Johnny Cymbal was a Scottish-born American singer, songwriter, and producer who had a number of hit records in the 1960s and 1970s, including his signature song "Mr. Bass Man". He was also known by various pseudonyms, such as Brother John, Derek, and Cymbal and Clinger. He died of a heart attack on March 16, 1993, at the age of 48. This article will explore his life, career, and legacy.

## Early Life and Career

Johnny Cymbal was born John Hendry Blair on February 3, 1945, in Ochiltree, East Ayrshire, Scotland. His family moved to Canada when he was three years old, and then to Cleveland, Ohio, when he was nine. He developed an interest in music at an early age, and started performing in local clubs and radio shows. He also learned to play guitar, piano, and drums.

He signed his first recording contract with MGM Records when he was 15, and released his debut single "It'll Be Me" in 1960. He then moved to New York City, where he met and worked with various songwriters and producers, such as Doc Pomus, Mort Shuman, and Jerry Leiber. He also changed his name to Johnny Cymbal, after his father's nickname.

In 1963, he recorded his biggest hit, "Mr. Bass Man", a novelty song that featured the deep voice of Ronnie Bright as the bass man. The song reached No. 16 on the Billboard Hot 100, and No. 24 on the UK Singles Chart. It also became a popular cover song for artists such as John Entwistle, The Muppets, and Sha Na Na.

## Later Career and Success

After the success of "Mr. Bass Man", Cymbal continued to record and release singles, such as "Teenage Heaven", "Cinnamon", and "Hurdy Gurdy Man". He also adopted different aliases and styles, such as Brother John, a folk-rock singer, and Derek, a pop-rock singer.
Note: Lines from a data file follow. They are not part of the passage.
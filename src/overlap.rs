//! Overlap oracle used to close the gap between two mates.

/// Find the single sequence that joins `first` to `second`.
///
/// `second` is expected in the same orientation as `first`. Implementations
/// return `None` when no join of at least `min_overlap` bases exists or when
/// more than one join exists.
pub trait OverlapOracle: Sync {
    fn resolve(&self, first: &[u8], second: &[u8], min_overlap: usize) -> Option<Vec<u8>>;
}

/// Joins two sequences through a direct suffix/prefix overlap, allowing a
/// fixed fraction of mismatches inside the overlap.
#[derive(Debug, Clone, Default)]
pub struct SuffixPrefixOracle {
    pub max_error_rate: f64,
}

impl SuffixPrefixOracle {
    pub fn new(max_error_rate: f64) -> Self {
        Self { max_error_rate }
    }

    fn mismatches(a: &[u8], b: &[u8], limit: usize) -> Option<usize> {
        let mut count = 0;
        for (x, y) in a.iter().zip(b) {
            if !x.eq_ignore_ascii_case(y) || *x == b'N' {
                count += 1;
                if count > limit {
                    return None;
                }
            }
        }
        Some(count)
    }
}

impl OverlapOracle for SuffixPrefixOracle {
    fn resolve(&self, first: &[u8], second: &[u8], min_overlap: usize) -> Option<Vec<u8>> {
        let longest = first.len().min(second.len());
        if min_overlap == 0 || longest < min_overlap {
            return None;
        }

        // Every accepted overlap length closes the gap with a different
        // sequence, so a second accepted length makes the pair ambiguous.
        let mut accepted: Option<usize> = None;
        for overlap in min_overlap..=longest {
            let limit = (overlap as f64 * self.max_error_rate).floor() as usize;
            let suffix = &first[first.len() - overlap..];
            let prefix = &second[..overlap];
            if Self::mismatches(suffix, prefix, limit).is_none() {
                continue;
            }
            if accepted.is_some() {
                return None;
            }
            accepted = Some(overlap);
        }

        let overlap = accepted?;
        let mut joined = Vec::with_capacity(first.len() + second.len() - overlap);
        joined.extend_from_slice(first);
        joined.extend_from_slice(&second[overlap..]);
        Some(joined)
    }
}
He also formed a duo with Peggy Clinger, called Cymbal and Clinger, and released an album in 1972.

Cymbal also established himself as a prolific songwriter and producer, working with artists such as Gene Pitney, Terri Gibbs, David Cassidy, and The Partridge Family. He wrote or co-wrote songs such as "Mary in the Morning", "Rock Me Baby", "I'm Drinking Canada Dry", and "Somebody's Knockin'". He also collaborated with George Tobin and Austin Roberts, creating songs for various labels and artists.

## Johnny Cymbal Cause of Death and Legacy

Cymbal died of a heart attack on March 16, 1993, in Nashville, Tennessee. He was survived by his wife Donna, his son Derek, and his daughter Cymbaline. He was buried in Forest Lawn Memorial Park in Hollywood Hills, California.

Cymbal's songs have been recorded by over 200 artists, and have sold over 75 million copies worldwide. He has been inducted into the Scottish Music Hall of Fame, and the Rockabilly Hall of Fame. He has also been honored by BMI for his songwriting achievements.

Johnny Cymbal was a versatile and talented musician, who left behind a rich and diverse catalog of songs. He was a teen heartthrob, a songwriter, and a producer, who influenced and entertained generations of fans. He was a true Mr. Bass Man.